Employer’s Claim for Reimbursement from the Special Disability Fund for Death Benefits Paid Re: an Employee Who Died from Dust Disease Time-Barred—Even Though the Injury to the Employee Predated the Last Date for Such Claims, the Death Occurred After the Statutory Cut-Off Date

The Third Department determined the employer’s claim for reimbursement for death benefits paid on behalf of an employee who died from dust disease was time-barred.  Pursuant to Workers’ Compensation Law 15, new claims for reimbursement from the Special Disability Fund can not be made after July 1, 2010.  Even though the injury to the employee predated 2010, his death in 2011 required the filing of a “new” claim re: the death benefits (which cannot accrue until death):

Where, as here, an employee is disabled due to a dust disease, Workers’ Compensation Law § 15 (8) (ee) provides that an “employer . . . or carrier shall . . . be reimbursed from the special disability fund . . . for all compensation and medical benefits subsequent to those payable for the first . . . [260] weeks of disability for claims where the date of accident or date of disablement occurred on or after August [1, 1994].” Likewise, if an employee has died due to a dust disease, the statute provides that an “employer or . . . carrier shall be reimbursed from the special disability fund . . . for all death benefits payable in excess of . . . [260] weeks for claims where the date of accident or date of disablement occurred on or after August [1, 1994]” (Workers’ Compensation Law § 15 [8] [ee]).
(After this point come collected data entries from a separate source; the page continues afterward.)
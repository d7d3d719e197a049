//! Term-frequency retrieval over indexed textbooks.
//!
//! Scoring is literal, case-insensitive substring counting: no word
//! boundaries, no stemming, no weighting. A term like `cell` therefore also
//! counts inside `cellular`, and overlapping terms (`cell`, `cell wall`) are
//! each counted on their own. Ranking is the raw sum.
//!
//! All positions are character offsets, so snippet windows never split a
//! multi-byte character and never reach outside the document.

use crate::models::{IndexedDocument, ScoredDocument, Snippet};
use crate::text::normalize;

/// Characters kept before the match start.
pub const SNIPPET_BEFORE: usize = 180;
/// Characters kept after the match start.
pub const SNIPPET_AFTER: usize = 420;
/// Documents returned per query.
pub const TOP_K: usize = 3;

/// Tunables for [`retrieve_with`]. Defaults are the fixed service values.
#[derive(Debug, Clone, Copy, PartialEq, Eq)]
pub struct RetrievalParams {
    pub top_k: usize,
    pub snippet_before: usize,
    pub snippet_after: usize,
}

impl Default for RetrievalParams {
    fn default() -> Self {
        Self {
            top_k: TOP_K,
            snippet_before: SNIPPET_BEFORE,
            snippet_after: SNIPPET_AFTER,
        }
    }
}

/// Lowercases character-by-character, keeping the original character when
/// its lowercase form is not a single character. Character offsets in the
/// folded string are then valid offsets into the original.
fn fold(text: &str) -> String {
    text.chars()
        .map(|c| {
            let mut lower = c.to_lowercase();
            match (lower.next(), lower.next()) {
                (Some(l), None) => l,
                _ => c,
            }
        })
        .collect()
}

/// Sum over terms of non-overlapping occurrences of each term in `text`.
///
/// Callers never pass an empty term list; empty terms are ignored.
pub fn score(text: &str, terms: &[String]) -> usize {
    let haystack = fold(text);
    terms
        .iter()
        .map(|term| fold(term))
        .filter(|term| !term.is_empty())
        .map(|term| haystack.matches(term.as_str()).count())
        .sum()
}

/// Snippet around the earliest first occurrence of any term.
pub fn best_snippet(text: &str, terms: &[String]) -> Option<Snippet> {
    best_snippet_with(text, terms, SNIPPET_BEFORE, SNIPPET_AFTER)
}

/// [`best_snippet`] with explicit window sizes.
///
/// Ties on position go to the earlier term in `terms`.
pub fn best_snippet_with(
    text: &str,
    terms: &[String],
    before: usize,
    after: usize,
) -> Option<Snippet> {
    let haystack = fold(text);

    let mut best: Option<(usize, &String)> = None;
    for term in terms {
        let needle = fold(term);
        if needle.is_empty() {
            continue;
        }
        if let Some(byte_pos) = haystack.find(needle.as_str()) {
            if best.map_or(true, |(pos, _)| byte_pos < pos) {
                best = Some((byte_pos, term));
            }
        }
    }

    let (byte_pos, term) = best?;
    let char_pos = haystack[..byte_pos].chars().count();
    let total = haystack.chars().count();

    let start = char_pos.saturating_sub(before);
    let end = (char_pos + after).min(total);
    let window: String = text.chars().skip(start).take(end - start).collect();

    Some(Snippet {
        term: term.clone(),
        snippet: normalize(&window),
    })
}

/// Scores every candidate and returns the top documents with snippets.
pub fn retrieve(candidates: &[&IndexedDocument], terms: &[String]) -> Vec<ScoredDocument> {
    retrieve_with(candidates, terms, RetrievalParams::default())
}

/// [`retrieve`] with explicit parameters.
///
/// Zero-score documents are dropped. The sort is stable, so equal scores
/// keep candidate order.
pub fn retrieve_with(
    candidates: &[&IndexedDocument],
    terms: &[String],
    params: RetrievalParams,
) -> Vec<ScoredDocument> {
    let mut scored: Vec<(&IndexedDocument, usize)> = candidates
        .iter()
        .map(|doc| (*doc, score(&doc.raw_text, terms)))
        .filter(|(_, s)| *s > 0)
        .collect();

    scored.sort_by(|a, b| b.1.cmp(&a.1));
    scored.truncate(params.top_k);

    scored
        .into_iter()
        .map(|(doc, s)| ScoredDocument {
            file_id: doc.file_id.clone(),
            score: s,
            snippet: best_snippet_with(
                &doc.raw_text,
                terms,
                params.snippet_before,
                params.snippet_after,
            )
            .map(|snip| snip.snippet),
        })
        .collect()
}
Such reimbursement is expressly subject to the limitations contained in Workers’ Compensation Law § 15 (8) (h) (2) (A), which “bars claims based upon dates of disablement or accident after July 1, 2007” … . That subdivision further expressly provides, as here dispositive, that “[n]o carrier or employer . . . may file a claim for reimbursement from the special disability fund after July [1, 2010] and no written submission or evidence in support of such a claim may be submitted after that date”… . Given the “clear and unambiguous” terms of the reimbursement limitations provision of section 15 (8) (h) (2) (A), this Court has given effect to the plain meaning of the language employed … by recognizing that the provision bars “all new claims after July 1, 2010” … .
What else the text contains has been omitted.